Among the entries below, find the lines that hold the word "IfStmt" and report them.

Stored items.

Content starts

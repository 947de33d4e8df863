use std::collections::BTreeMap;

use serde::Serialize;

use crate::types::shape::{Shape, Transform};

/// One entry of a layer's operation list, in script order.
#[derive(Debug, Clone, PartialEq, Serialize)]
#[serde(tag = "op", content = "value", rename_all = "camelCase")]
pub enum LayerOp {
    Add(String),
    Subtract(String),
    Rotate(f64),
    Scale((f64, f64)),
    Position((f64, f64)),
}

#[derive(Debug, Clone, PartialEq, Serialize)]
pub struct Layer {
    pub name: String,
    /// Member shape names, insertion ordered, no duplicates.
    pub members: Vec<String>,
    pub transform: Transform,
    pub operations: Vec<LayerOp>,
}

impl Layer {
    pub fn new(name: impl Into<String>) -> Self {
        Self { name: name.into(), members: Vec::new(), transform: Transform::default(), operations: Vec::new() }
    }

    pub fn add_member(&mut self, name: &str) {
        if !self.members.iter().any(|m| m == name) {
            self.members.push(name.to_string());
        }
    }

    pub fn remove_member(&mut self, name: &str) {
        self.members.retain(|m| m != name);
    }

    /// Members resolved against `shapes`; names with no shape are skipped.
    pub fn shapes<'s>(&self, shapes: &'s BTreeMap<String, Shape>) -> Vec<&'s Shape> {
        self.members.iter().filter_map(|m| shapes.get(m)).collect()
    }
}

#[cfg(test)]
mod tests {
    use super::*;
    use crate::types::shape::ShapeKind;

    #[test]
    fn members_are_unique_and_resolved_lazily() {
        let mut layer = Layer::new("bg");
        layer.add_member("a");
        layer.add_member("a");
        layer.add_member("b");
        assert_eq!(layer.members, vec!["a", "b"]);

        let mut shapes = BTreeMap::new();
        shapes.insert("a".to_string(), Shape::new(ShapeKind::Circle, "a"));
        assert_eq!(layer.shapes(&shapes).len(), 1);

        shapes.insert("b".to_string(), Shape::new(ShapeKind::Rectangle, "b"));
        assert_eq!(layer.shapes(&shapes).len(), 2);
    }
}
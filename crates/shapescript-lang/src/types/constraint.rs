use std::fmt;

use serde::Serialize;

#[derive(Debug, Clone, Copy, PartialEq, Eq, Serialize)]
#[serde(rename_all = "lowercase")]
pub enum ConstraintKind {
    Coincident,
    Distance,
    Horizontal,
    Vertical,
}

/// `shape.anchor`, e.g. `box.topLeft`.
#[derive(Debug, Clone, PartialEq, Eq, Serialize)]
pub struct Anchor {
    pub shape: String,
    pub anchor: String,
}

impl fmt::Display for Anchor {
    fn fmt(&self, f: &mut fmt::Formatter<'_>) -> fmt::Result {
        write!(f, "{}.{}", self.shape, self.anchor)
    }
}

/// A collected, unsolved constraint.
#[derive(Debug, Clone, PartialEq, Serialize)]
pub struct Constraint {
    pub kind: ConstraintKind,
    pub a: Anchor,
    pub b: Anchor,
    #[serde(skip_serializing_if = "Option::is_none")]
    pub distance: Option<f64>,
}
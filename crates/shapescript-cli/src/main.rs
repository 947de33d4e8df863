//! ShapeScript command-line runner

use std::io::Read;
use std::path::{Path, PathBuf};

use anyhow::{Context, Result};
use clap::Parser;
use serde_json::json;
use shapescript_lang::{ParameterStore, RunOptions, RunOutcome, Runner, ShapeFactory, ShapeStore};
use tracing_subscriber::EnvFilter;

#[derive(Parser)]
#[command(name = "shapescript")]
#[command(about = "Evaluate a ShapeScript file and report the shapes and parameters it creates", long_about = None)]
struct Cli {
    /// Script file, or `-` for stdin
    #[arg(value_name = "FILE")]
    input: PathBuf,

    /// Clear the shape store before running
    #[arg(long)]
    clear_shapes: bool,

    /// Clear the parameter store before running
    #[arg(long)]
    clear_parameters: bool,

    /// Print the outcome and store contents as JSON
    #[arg(long)]
    json: bool,

    /// Pretty-print JSON output
    #[arg(long, requires = "json")]
    pretty: bool,

    /// Debug logging (overridden by RUST_LOG)
    #[arg(short, long)]
    verbose: bool,
}

fn main() -> Result<()> {
    let cli = Cli::parse();
    init_tracing(cli.verbose);

    let source = read_source(&cli.input)?;
    tracing::debug!(input = %cli.input.display(), bytes = source.len(), "script loaded");
    let mut runner = Runner::default();
    let outcome = runner.run(&source, RunOptions {
        clear_shapes: cli.clear_shapes,
        clear_parameters: cli.clear_parameters,
    });

    if cli.json {
        let report = json!({
            "outcome": outcome,
            "shapes": runner.shapes(),
            "parameters": runner.parameters(),
        });
        let text = if cli.pretty { serde_json::to_string_pretty(&report)? } else { serde_json::to_string(&report)? };
        println!("{text}");
    } else {
        print_summary(&runner, &outcome);
    }

    if !outcome.is_success() {
        tracing::debug!("run failed, exiting with status 1");
        std::process::exit(1);
    }
    Ok(())
}

fn init_tracing(verbose: bool) {
    let default = if verbose { "debug" } else { "warn" };
    let filter = EnvFilter::try_from_default_env().unwrap_or_else(|_| EnvFilter::new(default));
    tracing_subscriber::fmt()
        .with_env_filter(filter)
        .with_writer(std::io::stderr)
        .init();
}

fn read_source(input: &Path) -> Result<String> {
    if input.as_os_str() == "-" {
        let mut source = String::new();
        std::io::stdin().read_to_string(&mut source).context("reading script from stdin")?;
        return Ok(source);
    }
    std::fs::read_to_string(input).with_context(|| format!("reading {}", input.display()))
}

fn print_summary<F: ShapeFactory, S: ShapeStore, P: ParameterStore>(runner: &Runner<F, S, P>, outcome: &RunOutcome) {
    match outcome {
        RunOutcome::Success { shapes_created, parameters_created } => {
            println!("ok: {shapes_created} shapes, {parameters_created} parameters");
            for name in runner.parameters().names() {
                if let Some(value) = runner.parameters().get(&name) {
                    println!("  param {name} = {value}");
                }
            }
            for name in runner.shapes().names() {
                if let Some(shape) = runner.shapes().get(&name) {
                    println!("  shape {name} ({})", shape.kind);
                }
            }
        }
        RunOutcome::Failure { error, line: Some(line), column: Some(column) } => {
            eprintln!("error at {line}:{column}: {error}");
        }
        RunOutcome::Failure { error, .. } => {
            eprintln!("error: {error}");
        }
    }
}
//! `if`, `for`, `def` and function calls.

use tracing::debug;

use crate::error::{Error, Result};
use crate::runtime::expr::eval;
use crate::runtime::interpreter::{EvalContext, Flow, exec_block};
use crate::runtime::scope::FunctionDef;
use crate::runtime::value::{Value, format_number};
use crate::syntax::ast::{FnDef, ForStmt, IfStmt};
use crate::types::shape::Qualifier;

/// Slack on the inclusive upper bound so `0 to 1 step 0.1` reaches 1.
const LOOP_EPSILON: f64 = 1e-9;

pub fn exec_if(ctx: &mut EvalContext, stmt: &IfStmt) -> Result<Flow> {
    if eval(ctx, &stmt.condition)?.is_truthy() {
        exec_block(ctx, &stmt.then_block)
    } else if let Some(else_block) = &stmt.else_block {
        exec_block(ctx, else_block)
    } else {
        Ok(Flow::Continue(Value::Null))
    }
}

/// Inclusive counting loop. Runs in the enclosing frame: the counter and
/// anything the body binds stay visible after the loop.
pub fn exec_for(ctx: &mut EvalContext, stmt: &ForStmt) -> Result<Flow> {
    let start = eval(ctx, &stmt.start)?.as_number()?;
    let end = eval(ctx, &stmt.end)?.as_number()?;
    let step = match &stmt.step {
        Some(e) => eval(ctx, e)?.as_number()?,
        None => 1.0,
    };
    if step == 0.0 {
        return Err(Error::Arithmetic("Loop step cannot be zero".into()));
    }

    let in_range = |i: f64| if step > 0.0 { i <= end + LOOP_EPSILON } else { i >= end - LOOP_EPSILON };

    let mut last = Value::Null;
    let mut k = 0u64;
    loop {
        // computed from the start each time so float steps do not drift
        let i = start + k as f64 * step;
        if !in_range(i) {
            break;
        }
        ctx.scope.set_parameter(&stmt.var, Value::Number(i));
        ctx.qualifiers.push(Qualifier::Loop(format_number(i)));
        let flow = exec_block(ctx, &stmt.body);
        ctx.qualifiers.pop();

        match flow? {
            Flow::Continue(v) => last = v,
            ret @ Flow::Return(_) => return Ok(ret),
        }
        k += 1;
    }
    Ok(Flow::Continue(last))
}

pub fn exec_def(ctx: &mut EvalContext, def: &FnDef) -> Result<Flow> {
    debug!(name = %def.name, params = def.params.len(), "define function");
    ctx.scope.define_function(&def.name, FunctionDef {
        params: def.params.clone(),
        body: def.body.clone(),
    });
    Ok(Flow::Continue(Value::Null))
}

/// Call a user function. The call frame's parent is the frame the function
/// was defined in, not the caller's.
pub fn call_function(ctx: &mut EvalContext, name: &str, args: Vec<Value>) -> Result<Value> {
    let (def, defined_in) = ctx.scope.get_function(name)?;
    if args.len() != def.params.len() {
        return Err(Error::Arity {
            function: name.to_string(),
            expected: def.params.len(),
            found: args.len(),
        });
    }

    let call_id = {
        let n = ctx.call_counts.entry(name.to_string()).or_insert(0);
        *n += 1;
        *n
    };

    ctx.scope.push_scope(defined_in);
    for (param, arg) in def.params.iter().zip(args) {
        ctx.scope.set_parameter(param, arg);
    }
    ctx.qualifiers.push(Qualifier::Call { function: name.to_string(), call_id });
    let flow = exec_block(ctx, &def.body);
    ctx.qualifiers.pop();
    ctx.scope.pop_scope();

    Ok(match flow? {
        Flow::Return(v) => v,
        Flow::Continue(_) => Value::Null,
    })
}

#[cfg(test)]
mod tests {
    use super::*;
    use crate::csg::BooleanEngine;
    use crate::runtime::interpreter::exec_stmt;
    use crate::syntax::ast::Stmt;
    use crate::syntax::{lexer::Lexer, parser::Parser};

    fn exec(ctx: &mut EvalContext, src: &str) -> Result<()> {
        let tokens = Lexer::new(src).tokenize()?;
        let program: Vec<Stmt> = Parser::new(tokens).parse()?;
        for stmt in &program {
            exec_stmt(ctx, stmt)?;
        }
        Ok(())
    }

    fn ctx() -> EvalContext {
        EvalContext::new(BooleanEngine::default())
    }

    fn param(ctx: &EvalContext, name: &str) -> Value {
        ctx.scope.get_parameter(name).cloned().unwrap()
    }

    #[test]
    fn loops_are_inclusive() {
        let mut c = ctx();
        exec(&mut c, "param total 0\nfor i from 1 to 4 { param total total + i }").unwrap();
        assert_eq!(param(&c, "total"), Value::Number(10.0));
        assert_eq!(param(&c, "i"), Value::Number(4.0));
    }

    #[test]
    fn negative_and_fractional_steps() {
        let mut c = ctx();
        exec(&mut c, "param n 0\nfor i from 3 to 1 step -1 { param n n + 1 }").unwrap();
        assert_eq!(param(&c, "n"), Value::Number(3.0));

        exec(&mut c, "param m 0\nfor j from 0 to 1 step 0.1 { param m m + 1 }").unwrap();
        assert_eq!(param(&c, "m"), Value::Number(11.0));
    }

    #[test]
    fn zero_step_is_an_error() {
        let mut c = ctx();
        assert_eq!(
            exec(&mut c, "for i from 0 to 3 step 0 { }"),
            Err(Error::Arithmetic("Loop step cannot be zero".into()))
        );
    }

    #[test]
    fn empty_range_runs_nothing() {
        let mut c = ctx();
        exec(&mut c, "param n 0\nfor i from 5 to 1 { param n 1 }").unwrap();
        assert_eq!(param(&c, "n"), Value::Number(0.0));
    }

    #[test]
    fn functions_return_values() {
        let mut c = ctx();
        exec(&mut c, "def dbl(n) { return n * 2 }\nparam p dbl(5)").unwrap();
        assert_eq!(param(&c, "p"), Value::Number(10.0));
        assert_eq!(c.scope.depth(), 1);
        assert!(!c.scope.has_parameter("n"));
    }

    #[test]
    fn return_stops_the_body() {
        let mut c = ctx();
        exec(&mut c, "def f(x) { if x > 0 { return 1 } return 2 }\nparam a f(3)\nparam b f(-3)").unwrap();
        assert_eq!(param(&c, "a"), Value::Number(1.0));
        assert_eq!(param(&c, "b"), Value::Number(2.0));
    }

    #[test]
    fn missing_return_yields_null() {
        let mut c = ctx();
        exec(&mut c, "def f() { param local 1 }\nparam r f()").unwrap();
        assert_eq!(param(&c, "r"), Value::Null);
    }

    #[test]
    fn arity_mismatch() {
        let mut c = ctx();
        assert_eq!(
            exec(&mut c, "def f(a, b) { return a }\nparam r f(1)"),
            Err(Error::Arity { function: "f".into(), expected: 2, found: 1 })
        );
    }

    #[test]
    fn recursion() {
        let mut c = ctx();
        exec(&mut c, "def fact(n) { return n <= 1 ? 1 : n * fact(n - 1) }\nparam r fact(5)").unwrap();
        assert_eq!(param(&c, "r"), Value::Number(120.0));
        assert_eq!(c.call_counts["fact"], 5);
    }

    #[test]
    fn user_functions_shadow_builtins() {
        let mut c = ctx();
        exec(&mut c, "def sqrt(x) { return 0 }\nparam r sqrt(16)").unwrap();
        assert_eq!(param(&c, "r"), Value::Number(0.0));
    }
}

Content ends

Exercise output.
use crate::syntax::ast::{FnDef, ForStmt, IfStmt};
pub fn exec_if(ctx: &mut EvalContext, stmt: &IfStmt) -> Result<Flow> {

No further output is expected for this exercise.